Of course I have and would try to resolve such issues, but by then
it's too late... it didn't work! This was an issue with early Dell
servers I used in the past (We're talking NT 4.0). I haven't had it
since. My point was simply that no technology is bulletproof.

> Second, it's a nice idea that Autosaves and checkpoints are going to save
> the user's work.. But it's simply not practical... It doesn't work quite
> that way. Data gets losts, databases/indexes get corrupted, users get
> frustrated.
I don't disagree. My point is it may be marginally safer to run RAID
on term server, but at a direct cost to performance.

>
> If you are using blades, all the more reason to use raid. Drives placed
in
> blades have a higher failure rate.
>
I didn't know that. Why is that? 2.5" drives fail more than larger
ones? Does that still hold true of the newer blades that have SSD's?

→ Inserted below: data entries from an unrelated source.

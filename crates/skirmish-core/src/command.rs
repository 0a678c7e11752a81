//! Worker command and response types.
//!
//! The runner and each worker speak a strict request/response protocol
//! over a duplex channel: one [`WorkerCommand`] in, exactly one
//! [`WorkerResponse`] out, never pipelined. The worker dispatches every
//! command through a single `match`, so adding a variant forces every
//! handler to be updated.

use crate::error::EnvError;
use crate::id::ScenarioId;
use crate::observation::{AgentActions, EnvInfo, ObservationBundle, ResetOptions, StatMap, StepInfo};

/// A request sent from the runner to one worker.
#[derive(Clone, Debug, PartialEq)]
pub enum WorkerCommand {
    /// Start a new episode and return the initial observation.
    Reset(ResetOptions),
    /// Apply one action per agent and return the transition plus the
    /// next observation.
    Step(AgentActions),
    /// Return the environment's implementation-defined counters.
    GetStats,
    /// Return static environment metadata.
    GetEnvInfo,
    /// Release resources; the worker replies [`WorkerResponse::Closed`]
    /// and exits its loop.
    Close,
}

impl WorkerCommand {
    /// Short protocol name, for diagnostics.
    pub fn name(&self) -> &'static str {
        match self {
            Self::Reset(_) => "reset",
            Self::Step(_) => "step",
            Self::GetStats => "get_stats",
            Self::GetEnvInfo => "get_env_info",
            Self::Close => "close",
        }
    }
}

/// Initial observation of a freshly reset episode.
#[derive(Clone, Debug, Default, PartialEq)]
pub struct ResetReply {
    /// Pre-transition fields for timestep 0.
    pub observation: ObservationBundle,
    /// Scenario the episode was reset into, if the environment reports one.
    pub scenario: Option<ScenarioId>,
}

/// Transition data for one step, bundled with the next observation.
///
/// The next observation travels in the same reply so the runner can
/// select the following action without a second round trip.
#[derive(Clone, Debug, Default, PartialEq)]
pub struct StepReply {
    /// Team reward for the transition.
    pub reward: f32,
    /// Episode over, either truly or by horizon truncation.
    pub terminated: bool,
    /// Extra per-step information (`episode_limit`, `battle_won`, ...).
    pub info: StepInfo,
    /// Pre-transition fields for the next timestep.
    pub observation: ObservationBundle,
}

impl StepReply {
    /// Whether the episode reached a true terminal state.
    ///
    /// `terminated AND NOT info.episode_limit`: horizon truncation is not a
    /// terminal state for bootstrapping purposes.
    pub fn env_terminated(&self) -> bool {
        self.terminated && !self.info.episode_limit_reached()
    }
}

/// A reply sent from a worker back to the runner.
#[derive(Clone, Debug, PartialEq)]
pub enum WorkerResponse {
    /// The worker built its environment and is waiting for commands.
    Ready,
    /// Reply to [`WorkerCommand::Reset`].
    Reset(ResetReply),
    /// Reply to [`WorkerCommand::Step`].
    Step(StepReply),
    /// Reply to [`WorkerCommand::GetStats`].
    Stats(StatMap),
    /// Reply to [`WorkerCommand::GetEnvInfo`].
    EnvInfo(EnvInfo),
    /// Reply to [`WorkerCommand::Close`]; the worker has exited.
    Closed,
    /// The environment failed while executing the command.
    Failed(EnvError),
}

impl WorkerResponse {
    /// Short protocol name, for diagnostics.
    pub fn name(&self) -> &'static str {
        match self {
            Self::Ready => "ready",
            Self::Reset(_) => "reset",
            Self::Step(_) => "step",
            Self::Stats(_) => "stats",
            Self::EnvInfo(_) => "env_info",
            Self::Closed => "closed",
            Self::Failed(_) => "failed",
        }
    }
}
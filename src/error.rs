//! Error types for fallible grid operations
//!
//! Only two operations can fail by design: in-place cell assignment outside
//! the current bounds, and extension to a smaller size. Construction adds two
//! shape errors of its own. Everything else degrades gracefully to the empty
//! marker, an absent result, or a degenerate grid.

use std::fmt;

use crate::geometry::Vector;

/// Main error type for all grid operations
#[derive(Debug, Clone, PartialEq, Eq)]
pub enum GridError {
    /// Assignment targeted a position outside the current dimensions
    OutOfBounds {
        /// Position that was addressed
        position: Vector,
        /// Grid dimensions at the time of the call
        dimensions: Vector,
    },

    /// Extension requested a size smaller than the current size
    ///
    /// `extend` grows a grid and never shrinks it; cropping is the
    /// shrinking operation.
    InvalidExtent {
        /// Requested new dimensions
        requested: Vector,
        /// Dimensions at the time of the call
        current: Vector,
    },

    /// Construction requested a negative dimension
    InvalidDimensions {
        /// Requested dimensions
        dimensions: Vector,
    },

    /// Adopted column table is not rectangular
    RaggedColumns {
        /// Index of the offending column
        column: usize,
        /// Length of the first column, which sets the grid height
        expected: usize,
        /// Length of the offending column
        actual: usize,
    },
}

impl fmt::Display for GridError {
    fn fmt(&self, f: &mut fmt::Formatter<'_>) -> fmt::Result {
        match self {
            Self::OutOfBounds {
                position,
                dimensions,
            } => {
                write!(
                    f,
                    "Position ({}, {}) is out of bounds (grid size {}x{})",
                    position.x, position.y, dimensions.x, dimensions.y
                )
            }
            Self::InvalidExtent { requested, current } => {
                write!(
                    f,
                    "Cannot extend grid to {}x{} from {}x{}: extend never shrinks",
                    requested.x, requested.y, current.x, current.y
                )
            }
            Self::InvalidDimensions { dimensions } => {
                write!(
                    f,
                    "Invalid grid dimensions {}x{}: both components must be non-negative",
                    dimensions.x, dimensions.y
                )
            }
            Self::RaggedColumns {
                column,
                expected,
                actual,
            } => {
                write!(
                    f,
                    "Column {column} has length {actual}, expected {expected}: grids must be rectangular"
                )
            }
        }
    }
}

impl std::error::Error for GridError {}

/// Convenience type alias for grid results
pub type Result<T> = std::result::Result<T, GridError>;
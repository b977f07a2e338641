//! Display formatting for grids of displayable values
//!
//! A presentation convenience outside the core contract: cells render
//! centered in per-column fields, rows separated by newlines. The empty
//! marker renders as a middle dot.

use std::fmt;

use crate::geometry::Vector;
use crate::grid::Grid;

/// Placeholder rendered for empty cells
const EMPTY_CELL: &str = "·";

/// Center `text` in a field of `width` characters, extra space to the right
fn center(text: &str, width: usize) -> String {
    let length = text.chars().count();
    if length >= width {
        return text.to_string();
    }
    let pad = width - length;
    let left = pad / 2;
    format!("{}{}{}", " ".repeat(left), text, " ".repeat(pad - left))
}

impl<T: fmt::Display> fmt::Display for Grid<T> {
    fn fmt(&self, f: &mut fmt::Formatter<'_>) -> fmt::Result {
        let rendered = self.map(|value, _| {
            Some(value.map_or_else(|| EMPTY_CELL.to_string(), ToString::to_string))
        });
        let column_widths: Vec<usize> = (0..rendered.width())
            .map(|x| {
                (0..rendered.height())
                    .filter_map(|y| rendered.get(Vector::new(x as i32, y as i32)))
                    .map(|text| text.chars().count())
                    .max()
                    .unwrap_or(0)
            })
            .collect();

        if self.height() > 1 {
            writeln!(f)?;
        }
        for y in 0..rendered.height() {
            if y > 0 {
                writeln!(f)?;
            }
            let line: Vec<String> = column_widths
                .iter()
                .enumerate()
                .map(|(x, &width)| {
                    rendered
                        .get(Vector::new(x as i32, y as i32))
                        .map_or_else(String::new, |text| center(text, width))
                })
                .collect();
            write!(f, "{}", line.join(", "))?;
        }
        Ok(())
    }
}
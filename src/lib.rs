//! Generic dense two-dimensional grid with geometric transforms, 4-connected
//! adjacency queries and frontier-based reachability search
//!
//! The central type is [`Grid`], an owned rectangular table of `Option<T>`
//! cells addressed by [`Vector`] coordinates where `x` is the column index
//! and `y` is the row index. Transforms return fresh grids; only cell
//! assignment mutates in place. Out-of-bounds reads degrade to the empty
//! marker rather than failing.

#![forbid(unsafe_code)]

/// Error types for fallible grid operations
pub mod error;
/// Coordinate and rectangle primitives shared by all grid operations
pub mod geometry;
/// The grid container and its transform, query and search methods
pub mod grid;

pub use error::{GridError, Result};
pub use geometry::{Area, Vector};
pub use grid::Grid;
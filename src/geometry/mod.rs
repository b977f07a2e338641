//! Coordinate and rectangle primitives for grid addressing
//!
//! [`Vector`] is an integer coordinate pair compared and hashed by value, so
//! coordinate sets deduplicate correctly. [`Area`] is an inclusive
//! axis-aligned rectangle whose corners carry no ordering guarantee;
//! consumers normalize and clamp.

/// Inclusive axis-aligned rectangle
pub mod area;
/// Integer coordinate pair and the 4-connected unit offsets
pub mod vector;

pub use area::Area;
pub use vector::{ORTHOGONAL_OFFSETS, Vector};
//! Adjacency, difference and membership queries
//!
//! Adjacency is always 4-connected. Query predicates receive the cell value
//! and its absolute position; empty cells never satisfy a predicate, so
//! presence is a precondition rather than something every filter restates.
//! Coordinate results are [`IndexSet`]s: deduplicated by value, iterated in
//! insertion order.

use indexmap::IndexSet;

use crate::geometry::{ORTHOGONAL_OFFSETS, Vector};
use crate::grid::Grid;

impl<T> Grid<T> {
    /// Relative unit offsets of the 4-neighbours of `position` whose target
    /// cell is in bounds, occupied, and satisfies `filter`
    ///
    /// Returns `None` (not an empty set) when `position` itself lies outside
    /// the grid. An in-bounds position with no qualifying neighbour yields
    /// `Some` of an empty set.
    pub fn neighbour_offsets<F>(&self, position: Vector, mut filter: F) -> Option<IndexSet<Vector>>
    where
        F: FnMut(&T, Vector) -> bool,
    {
        if !self.contains_position(position) {
            return None;
        }
        let mut offsets = IndexSet::new();
        for offset in ORTHOGONAL_OFFSETS {
            let target = position + offset;
            if self.get(target).is_some_and(|value| filter(value, target)) {
                offsets.insert(offset);
            }
        }
        Some(offsets)
    }

    /// Absolute positions of the qualifying 4-neighbours of `position`
    ///
    /// Same predicate semantics as [`Grid::neighbour_offsets`], translated
    /// to absolute coordinates and deduplicated by value.
    pub fn neighbours<F>(&self, position: Vector, filter: F) -> Option<IndexSet<Vector>>
    where
        F: FnMut(&T, Vector) -> bool,
    {
        let offsets = self.neighbour_offsets(position, filter)?;
        Some(offsets.into_iter().map(|offset| position + offset).collect())
    }

    /// Boolean grid marking cells that satisfy `filter` or touch one that
    /// does
    ///
    /// A cell is `true` iff it satisfies `filter` directly or at least one
    /// of its in-bounds 4-neighbours does. Every cell of the result is
    /// present.
    pub fn pad_cells<F>(&self, filter: F) -> Grid<bool>
    where
        F: Fn(&T, Vector) -> bool,
    {
        let padded = self.map(|_, position| {
            Some(
                self.neighbours(position, &filter)
                    .is_some_and(|neighbours| !neighbours.is_empty()),
            )
        });
        self.map(|value, position| {
            let direct = value.is_some_and(|v| filter(v, position));
            Some(direct || padded.get(position).copied().unwrap_or(false))
        })
    }
}

impl<T: PartialEq> Grid<T> {
    /// Positions of the receiver where the two grids hold unequal cells
    ///
    /// Cells compare by value, with the empty marker equal only to itself;
    /// positions of `other` outside the receiver's shape are not visited,
    /// and receiver positions outside `other` compare against the empty
    /// marker. `a.difference(a)` is always empty.
    pub fn difference(&self, other: &Self) -> IndexSet<Vector> {
        self.iter()
            .filter(|&(position, value)| other.get(position) != value)
            .map(|(position, _)| position)
            .collect()
    }

    /// Whether any occupied cell holds `value`
    pub fn contains(&self, value: &T) -> bool {
        self.iter().any(|(_, cell)| cell == Some(value))
    }

    /// Position of the first occupied cell holding `value`, in row-major
    /// order (`x` outer, `y` inner)
    pub fn find(&self, value: &T) -> Option<Vector> {
        self.iter()
            .find(|&(_, cell)| cell == Some(value))
            .map(|(position, _)| position)
    }
}

impl<T> Grid<T> {
    /// Every in-bounds position, row-major (`x` outer, `y` inner)
    ///
    /// The cardinality always equals [`Grid::area`].
    pub fn all_positions(&self) -> IndexSet<Vector> {
        self.iter().map(|(position, _)| position).collect()
    }
}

> Personally, I'm from the boot from SAN methodology. And with most
projects
> going virtual we will see more and more of this.

Nobody has been able to sell me on boot from SAN for Term servers
specifically. Though being able to just slap in a new server and have
it boot without much setup is appealing. What kind of performance hit
is there to read/write to page file on a SAN volume vs. using a
direct attached 15K SAS?

Virtualizating a Term Server? I have thought about it, but just can't
get past 15-20% hypervisor overhead hit on something I know is going
to run full tilt disk and CPU. I also run a few test term servers on
VMWare ESX from a SAN and they run very slowly.

I have thought about getting a dual quad core with 16GB RAM , SSD's
and using a bare metal hypervisor to have 4 32 bit term servers each
dedicated with 2 VCPU's, 4GB RAM. I would do all of it locally on the
SSD's as I am thinkin that this would give the best performance. Just
on paper mind you. Anyone tried this or something similar?